■ Task directions
For each line of the data below that contains "crate", return that line.

■ Supplied records
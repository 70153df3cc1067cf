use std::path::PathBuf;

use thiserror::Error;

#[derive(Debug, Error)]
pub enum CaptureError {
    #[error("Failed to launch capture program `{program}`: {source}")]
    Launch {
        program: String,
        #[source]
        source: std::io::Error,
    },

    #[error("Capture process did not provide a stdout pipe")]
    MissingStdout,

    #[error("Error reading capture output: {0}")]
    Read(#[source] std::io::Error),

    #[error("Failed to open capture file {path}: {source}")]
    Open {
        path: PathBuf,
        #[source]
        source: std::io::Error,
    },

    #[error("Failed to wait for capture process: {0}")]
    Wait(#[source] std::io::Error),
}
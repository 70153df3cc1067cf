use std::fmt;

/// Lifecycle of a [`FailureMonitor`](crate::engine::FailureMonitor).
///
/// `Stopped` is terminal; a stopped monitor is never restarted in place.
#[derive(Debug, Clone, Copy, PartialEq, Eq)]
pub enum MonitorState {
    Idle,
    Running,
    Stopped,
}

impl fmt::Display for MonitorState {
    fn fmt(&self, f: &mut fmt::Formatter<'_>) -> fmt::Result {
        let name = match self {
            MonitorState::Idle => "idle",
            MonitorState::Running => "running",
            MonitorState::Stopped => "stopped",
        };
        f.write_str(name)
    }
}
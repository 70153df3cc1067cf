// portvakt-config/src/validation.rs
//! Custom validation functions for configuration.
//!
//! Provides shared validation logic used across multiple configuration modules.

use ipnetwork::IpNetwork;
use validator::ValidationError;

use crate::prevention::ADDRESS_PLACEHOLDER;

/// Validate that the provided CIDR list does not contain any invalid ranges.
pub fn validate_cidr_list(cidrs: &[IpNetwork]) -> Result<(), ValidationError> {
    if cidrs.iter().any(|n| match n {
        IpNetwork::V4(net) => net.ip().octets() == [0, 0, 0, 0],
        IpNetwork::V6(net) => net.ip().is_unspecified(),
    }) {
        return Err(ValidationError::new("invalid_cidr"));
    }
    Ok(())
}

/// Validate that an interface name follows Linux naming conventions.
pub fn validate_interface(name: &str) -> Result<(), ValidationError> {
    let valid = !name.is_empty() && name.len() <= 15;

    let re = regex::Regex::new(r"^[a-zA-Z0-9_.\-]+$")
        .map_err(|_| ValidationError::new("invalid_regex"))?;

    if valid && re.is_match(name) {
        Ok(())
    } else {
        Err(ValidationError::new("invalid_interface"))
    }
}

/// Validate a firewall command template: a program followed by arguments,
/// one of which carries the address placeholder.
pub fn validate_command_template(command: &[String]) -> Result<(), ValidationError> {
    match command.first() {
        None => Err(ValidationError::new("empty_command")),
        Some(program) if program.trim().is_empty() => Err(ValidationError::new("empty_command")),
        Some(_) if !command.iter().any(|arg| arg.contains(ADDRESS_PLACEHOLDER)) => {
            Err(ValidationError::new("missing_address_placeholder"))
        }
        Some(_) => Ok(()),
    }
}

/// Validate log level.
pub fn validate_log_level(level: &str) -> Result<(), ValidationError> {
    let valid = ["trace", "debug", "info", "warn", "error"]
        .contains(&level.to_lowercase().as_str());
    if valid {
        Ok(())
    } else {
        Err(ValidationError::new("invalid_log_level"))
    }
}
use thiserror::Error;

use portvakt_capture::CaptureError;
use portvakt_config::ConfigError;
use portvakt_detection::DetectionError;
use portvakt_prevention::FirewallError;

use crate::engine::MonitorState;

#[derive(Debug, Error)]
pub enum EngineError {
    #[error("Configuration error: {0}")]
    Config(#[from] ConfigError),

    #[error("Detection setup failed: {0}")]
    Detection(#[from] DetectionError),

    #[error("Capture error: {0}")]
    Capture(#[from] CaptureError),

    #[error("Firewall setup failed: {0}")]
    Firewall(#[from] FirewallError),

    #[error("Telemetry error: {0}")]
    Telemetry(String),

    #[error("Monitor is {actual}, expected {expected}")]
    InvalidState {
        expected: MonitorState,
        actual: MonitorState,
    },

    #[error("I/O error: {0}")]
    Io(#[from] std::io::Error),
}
==
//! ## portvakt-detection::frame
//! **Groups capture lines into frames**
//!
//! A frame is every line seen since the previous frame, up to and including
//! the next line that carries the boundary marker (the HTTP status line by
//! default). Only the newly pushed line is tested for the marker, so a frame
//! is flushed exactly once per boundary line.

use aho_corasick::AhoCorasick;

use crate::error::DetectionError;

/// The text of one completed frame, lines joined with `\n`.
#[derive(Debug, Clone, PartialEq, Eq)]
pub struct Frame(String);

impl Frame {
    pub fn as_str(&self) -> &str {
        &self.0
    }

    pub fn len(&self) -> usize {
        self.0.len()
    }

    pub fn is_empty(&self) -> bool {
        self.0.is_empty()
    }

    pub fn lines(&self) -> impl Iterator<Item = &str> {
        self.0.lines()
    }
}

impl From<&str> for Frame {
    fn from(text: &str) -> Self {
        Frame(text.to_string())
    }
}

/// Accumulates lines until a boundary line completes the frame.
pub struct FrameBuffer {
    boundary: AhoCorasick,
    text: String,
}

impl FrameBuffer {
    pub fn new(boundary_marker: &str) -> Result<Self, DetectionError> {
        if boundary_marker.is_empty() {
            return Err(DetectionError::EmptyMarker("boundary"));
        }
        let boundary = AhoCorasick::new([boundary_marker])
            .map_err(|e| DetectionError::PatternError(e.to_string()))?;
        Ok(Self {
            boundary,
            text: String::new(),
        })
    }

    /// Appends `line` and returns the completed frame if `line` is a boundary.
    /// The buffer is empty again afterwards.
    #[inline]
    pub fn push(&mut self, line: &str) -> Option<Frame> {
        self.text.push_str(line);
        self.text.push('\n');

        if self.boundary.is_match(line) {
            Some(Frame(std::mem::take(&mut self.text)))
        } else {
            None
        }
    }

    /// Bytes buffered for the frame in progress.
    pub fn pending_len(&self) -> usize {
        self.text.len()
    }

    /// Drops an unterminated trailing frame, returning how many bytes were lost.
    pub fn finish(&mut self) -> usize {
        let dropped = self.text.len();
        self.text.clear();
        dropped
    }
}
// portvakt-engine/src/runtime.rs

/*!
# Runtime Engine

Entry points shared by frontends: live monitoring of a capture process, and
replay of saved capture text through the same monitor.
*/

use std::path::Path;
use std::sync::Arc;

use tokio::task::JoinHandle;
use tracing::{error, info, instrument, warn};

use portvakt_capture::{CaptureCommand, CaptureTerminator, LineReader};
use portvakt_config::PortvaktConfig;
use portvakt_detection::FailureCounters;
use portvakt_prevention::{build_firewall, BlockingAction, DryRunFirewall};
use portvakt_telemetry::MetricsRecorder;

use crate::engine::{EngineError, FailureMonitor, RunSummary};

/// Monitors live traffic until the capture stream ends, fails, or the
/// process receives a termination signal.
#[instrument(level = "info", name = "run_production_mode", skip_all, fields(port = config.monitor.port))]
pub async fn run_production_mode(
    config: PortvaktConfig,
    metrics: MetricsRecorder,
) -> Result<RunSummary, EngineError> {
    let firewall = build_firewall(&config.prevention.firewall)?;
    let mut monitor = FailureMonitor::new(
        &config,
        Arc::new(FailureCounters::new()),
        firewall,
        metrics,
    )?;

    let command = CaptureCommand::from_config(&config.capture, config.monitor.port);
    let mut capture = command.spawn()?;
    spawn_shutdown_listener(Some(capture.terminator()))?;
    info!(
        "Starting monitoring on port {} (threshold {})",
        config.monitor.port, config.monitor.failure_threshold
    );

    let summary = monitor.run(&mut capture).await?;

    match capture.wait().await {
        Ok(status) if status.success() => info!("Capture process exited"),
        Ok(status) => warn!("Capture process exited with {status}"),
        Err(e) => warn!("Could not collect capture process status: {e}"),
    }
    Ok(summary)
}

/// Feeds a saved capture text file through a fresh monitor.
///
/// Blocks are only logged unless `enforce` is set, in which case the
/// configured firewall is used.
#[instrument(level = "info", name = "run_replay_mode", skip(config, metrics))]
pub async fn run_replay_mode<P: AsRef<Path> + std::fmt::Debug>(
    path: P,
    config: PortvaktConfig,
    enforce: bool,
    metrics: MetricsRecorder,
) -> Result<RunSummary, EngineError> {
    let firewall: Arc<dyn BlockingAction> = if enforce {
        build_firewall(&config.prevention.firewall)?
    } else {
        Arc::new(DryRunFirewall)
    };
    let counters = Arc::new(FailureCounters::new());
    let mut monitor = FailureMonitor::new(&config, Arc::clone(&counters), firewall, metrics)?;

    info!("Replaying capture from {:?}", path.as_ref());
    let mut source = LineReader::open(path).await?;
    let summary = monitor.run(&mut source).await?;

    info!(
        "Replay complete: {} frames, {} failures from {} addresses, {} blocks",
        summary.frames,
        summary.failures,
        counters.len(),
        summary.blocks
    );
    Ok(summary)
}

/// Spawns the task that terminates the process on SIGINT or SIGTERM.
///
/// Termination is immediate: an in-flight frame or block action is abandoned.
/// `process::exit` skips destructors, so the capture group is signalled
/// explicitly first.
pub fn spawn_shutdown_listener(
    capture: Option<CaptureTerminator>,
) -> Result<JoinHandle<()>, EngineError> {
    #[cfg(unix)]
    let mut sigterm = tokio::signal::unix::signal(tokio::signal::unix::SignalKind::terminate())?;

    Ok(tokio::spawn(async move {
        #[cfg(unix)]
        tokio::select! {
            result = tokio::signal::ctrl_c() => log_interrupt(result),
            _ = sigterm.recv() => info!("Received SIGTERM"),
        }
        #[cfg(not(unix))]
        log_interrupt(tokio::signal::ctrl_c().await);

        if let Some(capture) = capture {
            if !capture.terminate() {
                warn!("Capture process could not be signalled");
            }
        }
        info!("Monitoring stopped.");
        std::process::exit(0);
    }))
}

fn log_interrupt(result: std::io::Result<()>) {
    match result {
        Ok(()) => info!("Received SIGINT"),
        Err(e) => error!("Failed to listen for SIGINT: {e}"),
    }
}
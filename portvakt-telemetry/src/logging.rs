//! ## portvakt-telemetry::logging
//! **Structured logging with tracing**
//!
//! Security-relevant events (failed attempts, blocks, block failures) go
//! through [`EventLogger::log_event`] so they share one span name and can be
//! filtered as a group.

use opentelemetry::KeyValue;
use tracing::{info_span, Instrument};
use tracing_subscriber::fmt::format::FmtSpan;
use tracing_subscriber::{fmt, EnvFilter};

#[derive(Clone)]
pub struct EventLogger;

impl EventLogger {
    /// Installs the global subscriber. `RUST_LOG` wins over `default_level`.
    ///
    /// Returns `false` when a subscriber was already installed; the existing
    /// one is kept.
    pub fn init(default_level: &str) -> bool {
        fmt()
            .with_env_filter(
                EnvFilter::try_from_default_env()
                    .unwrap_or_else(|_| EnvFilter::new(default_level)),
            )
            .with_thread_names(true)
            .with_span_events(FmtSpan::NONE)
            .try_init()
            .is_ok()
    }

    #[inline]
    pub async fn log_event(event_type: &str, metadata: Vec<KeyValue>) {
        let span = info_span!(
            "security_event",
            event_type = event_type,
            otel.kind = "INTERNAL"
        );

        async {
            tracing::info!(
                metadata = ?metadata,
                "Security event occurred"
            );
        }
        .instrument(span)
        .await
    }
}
--
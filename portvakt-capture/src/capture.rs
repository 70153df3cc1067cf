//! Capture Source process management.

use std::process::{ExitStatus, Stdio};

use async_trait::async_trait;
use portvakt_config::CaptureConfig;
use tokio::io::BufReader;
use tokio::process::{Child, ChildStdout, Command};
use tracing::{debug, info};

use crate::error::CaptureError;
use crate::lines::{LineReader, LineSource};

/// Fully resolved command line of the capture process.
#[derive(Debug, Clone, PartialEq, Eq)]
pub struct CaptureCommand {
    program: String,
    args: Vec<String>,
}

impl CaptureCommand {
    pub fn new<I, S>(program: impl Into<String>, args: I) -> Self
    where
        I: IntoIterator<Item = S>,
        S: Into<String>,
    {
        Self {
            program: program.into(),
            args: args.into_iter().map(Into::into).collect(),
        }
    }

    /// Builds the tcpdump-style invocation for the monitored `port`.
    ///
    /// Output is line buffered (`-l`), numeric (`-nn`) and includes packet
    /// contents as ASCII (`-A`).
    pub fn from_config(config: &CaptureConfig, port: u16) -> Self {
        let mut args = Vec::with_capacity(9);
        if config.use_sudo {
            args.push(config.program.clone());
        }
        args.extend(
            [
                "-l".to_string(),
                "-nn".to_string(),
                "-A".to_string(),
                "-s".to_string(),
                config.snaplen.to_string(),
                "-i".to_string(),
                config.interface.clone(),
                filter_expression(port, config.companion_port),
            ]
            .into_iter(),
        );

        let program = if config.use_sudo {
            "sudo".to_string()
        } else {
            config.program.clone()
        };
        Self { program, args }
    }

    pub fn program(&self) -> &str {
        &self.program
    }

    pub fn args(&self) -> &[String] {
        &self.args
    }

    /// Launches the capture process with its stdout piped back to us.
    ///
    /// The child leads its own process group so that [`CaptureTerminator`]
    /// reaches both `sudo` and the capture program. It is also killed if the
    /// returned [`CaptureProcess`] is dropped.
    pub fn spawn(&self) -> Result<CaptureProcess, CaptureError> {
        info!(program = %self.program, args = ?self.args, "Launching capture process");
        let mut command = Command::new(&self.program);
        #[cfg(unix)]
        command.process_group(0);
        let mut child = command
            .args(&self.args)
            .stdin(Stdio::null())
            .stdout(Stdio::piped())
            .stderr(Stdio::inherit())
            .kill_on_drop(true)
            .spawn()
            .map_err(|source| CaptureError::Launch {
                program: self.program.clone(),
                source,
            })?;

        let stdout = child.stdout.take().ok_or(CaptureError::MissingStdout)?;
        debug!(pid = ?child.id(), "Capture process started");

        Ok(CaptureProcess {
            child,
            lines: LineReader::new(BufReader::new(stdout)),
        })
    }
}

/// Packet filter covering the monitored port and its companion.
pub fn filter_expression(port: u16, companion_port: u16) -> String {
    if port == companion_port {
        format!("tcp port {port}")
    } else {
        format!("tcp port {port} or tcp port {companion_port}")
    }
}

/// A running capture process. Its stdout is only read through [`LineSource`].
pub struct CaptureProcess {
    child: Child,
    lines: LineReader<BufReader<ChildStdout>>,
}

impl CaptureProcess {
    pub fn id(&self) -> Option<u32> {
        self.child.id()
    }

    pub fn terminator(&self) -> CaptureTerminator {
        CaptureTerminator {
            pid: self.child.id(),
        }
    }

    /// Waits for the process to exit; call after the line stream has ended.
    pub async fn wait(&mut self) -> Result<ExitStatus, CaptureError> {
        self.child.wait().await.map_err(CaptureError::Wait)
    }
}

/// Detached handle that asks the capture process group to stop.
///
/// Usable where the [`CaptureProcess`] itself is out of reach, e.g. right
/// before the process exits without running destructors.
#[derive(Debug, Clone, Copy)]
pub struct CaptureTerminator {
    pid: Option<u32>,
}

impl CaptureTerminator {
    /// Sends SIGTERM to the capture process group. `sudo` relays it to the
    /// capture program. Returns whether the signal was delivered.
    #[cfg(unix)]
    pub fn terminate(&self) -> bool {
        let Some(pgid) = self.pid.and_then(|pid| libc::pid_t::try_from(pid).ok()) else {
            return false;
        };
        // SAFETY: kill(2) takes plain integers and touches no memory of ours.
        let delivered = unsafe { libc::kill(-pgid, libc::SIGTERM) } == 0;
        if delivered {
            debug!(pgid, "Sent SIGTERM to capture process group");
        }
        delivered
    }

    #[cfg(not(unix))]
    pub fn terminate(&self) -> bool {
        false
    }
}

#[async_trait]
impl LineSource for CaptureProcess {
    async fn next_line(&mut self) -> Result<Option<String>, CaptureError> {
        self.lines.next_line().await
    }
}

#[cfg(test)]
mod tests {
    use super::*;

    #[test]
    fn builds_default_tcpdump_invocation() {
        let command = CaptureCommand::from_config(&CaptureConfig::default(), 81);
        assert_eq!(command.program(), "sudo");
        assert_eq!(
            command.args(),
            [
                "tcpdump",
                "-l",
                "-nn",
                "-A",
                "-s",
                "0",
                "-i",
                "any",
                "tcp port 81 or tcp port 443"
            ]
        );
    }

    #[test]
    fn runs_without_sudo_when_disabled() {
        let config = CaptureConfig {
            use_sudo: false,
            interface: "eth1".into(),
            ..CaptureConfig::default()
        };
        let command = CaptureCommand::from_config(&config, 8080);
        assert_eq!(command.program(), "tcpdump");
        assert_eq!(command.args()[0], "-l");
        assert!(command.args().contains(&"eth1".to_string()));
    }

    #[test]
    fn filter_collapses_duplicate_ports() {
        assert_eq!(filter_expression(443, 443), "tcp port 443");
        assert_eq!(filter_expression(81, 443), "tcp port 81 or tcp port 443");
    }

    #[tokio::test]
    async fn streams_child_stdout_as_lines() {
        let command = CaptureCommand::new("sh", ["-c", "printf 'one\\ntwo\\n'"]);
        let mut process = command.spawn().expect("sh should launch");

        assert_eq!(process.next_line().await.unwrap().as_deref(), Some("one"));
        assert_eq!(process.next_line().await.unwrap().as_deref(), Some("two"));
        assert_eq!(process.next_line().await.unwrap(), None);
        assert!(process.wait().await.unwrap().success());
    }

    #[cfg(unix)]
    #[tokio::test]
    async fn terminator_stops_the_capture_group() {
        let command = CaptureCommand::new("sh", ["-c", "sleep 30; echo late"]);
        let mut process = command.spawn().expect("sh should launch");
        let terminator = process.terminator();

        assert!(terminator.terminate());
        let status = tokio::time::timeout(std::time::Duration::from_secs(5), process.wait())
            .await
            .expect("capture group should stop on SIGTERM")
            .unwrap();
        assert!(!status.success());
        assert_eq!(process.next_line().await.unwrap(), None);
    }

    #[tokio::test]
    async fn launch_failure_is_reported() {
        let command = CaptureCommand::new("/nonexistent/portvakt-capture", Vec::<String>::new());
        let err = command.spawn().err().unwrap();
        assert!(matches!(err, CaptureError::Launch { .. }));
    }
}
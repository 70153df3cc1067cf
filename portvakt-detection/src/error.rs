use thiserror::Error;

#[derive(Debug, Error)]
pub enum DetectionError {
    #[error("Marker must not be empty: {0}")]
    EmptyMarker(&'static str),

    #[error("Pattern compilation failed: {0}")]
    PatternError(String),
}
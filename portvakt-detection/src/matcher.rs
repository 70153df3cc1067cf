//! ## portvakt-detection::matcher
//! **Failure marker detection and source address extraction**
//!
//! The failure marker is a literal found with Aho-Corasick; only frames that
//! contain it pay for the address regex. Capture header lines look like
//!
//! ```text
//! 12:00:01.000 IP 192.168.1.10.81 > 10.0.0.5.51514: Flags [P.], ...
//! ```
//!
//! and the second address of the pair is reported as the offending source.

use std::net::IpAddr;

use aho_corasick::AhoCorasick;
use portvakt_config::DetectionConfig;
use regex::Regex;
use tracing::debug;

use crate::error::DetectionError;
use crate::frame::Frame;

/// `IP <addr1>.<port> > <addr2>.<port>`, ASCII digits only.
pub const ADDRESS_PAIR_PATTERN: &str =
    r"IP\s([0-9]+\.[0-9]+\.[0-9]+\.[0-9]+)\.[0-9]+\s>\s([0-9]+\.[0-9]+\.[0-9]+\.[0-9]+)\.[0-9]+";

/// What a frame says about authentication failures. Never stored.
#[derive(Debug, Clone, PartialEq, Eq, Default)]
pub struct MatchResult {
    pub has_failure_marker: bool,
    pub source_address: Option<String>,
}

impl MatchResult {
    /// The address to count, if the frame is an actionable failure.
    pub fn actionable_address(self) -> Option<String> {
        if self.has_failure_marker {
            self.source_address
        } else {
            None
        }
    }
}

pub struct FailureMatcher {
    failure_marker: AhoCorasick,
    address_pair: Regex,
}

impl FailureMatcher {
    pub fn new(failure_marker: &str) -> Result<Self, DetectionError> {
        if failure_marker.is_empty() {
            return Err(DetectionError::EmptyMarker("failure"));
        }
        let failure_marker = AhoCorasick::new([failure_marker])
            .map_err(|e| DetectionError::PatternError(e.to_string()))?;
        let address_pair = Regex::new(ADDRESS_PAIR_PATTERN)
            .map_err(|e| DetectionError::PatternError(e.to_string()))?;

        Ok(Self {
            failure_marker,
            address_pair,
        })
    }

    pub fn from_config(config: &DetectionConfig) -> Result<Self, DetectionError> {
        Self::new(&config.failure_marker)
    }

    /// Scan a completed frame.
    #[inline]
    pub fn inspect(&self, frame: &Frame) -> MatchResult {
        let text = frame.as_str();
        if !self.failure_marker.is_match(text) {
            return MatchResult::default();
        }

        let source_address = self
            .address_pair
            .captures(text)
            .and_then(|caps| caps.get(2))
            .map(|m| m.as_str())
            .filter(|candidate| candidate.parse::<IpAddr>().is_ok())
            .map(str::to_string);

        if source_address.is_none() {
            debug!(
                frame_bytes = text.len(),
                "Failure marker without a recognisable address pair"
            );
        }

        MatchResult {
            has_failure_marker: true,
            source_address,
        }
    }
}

■ Result
/// Lifecycle of a [`FailureMonitor`](crate::engine::FailureMonitor).
use crate::prevention::ADDRESS_PLACEHOLDER;
use crate::engine::MonitorState;
use crate::error::DetectionError;
use crate::engine::{EngineError, FailureMonitor, RunSummary};
use crate::error::CaptureError;
use crate::lines::{LineReader, LineSource};
use crate::error::DetectionError;
use crate::frame::Frame;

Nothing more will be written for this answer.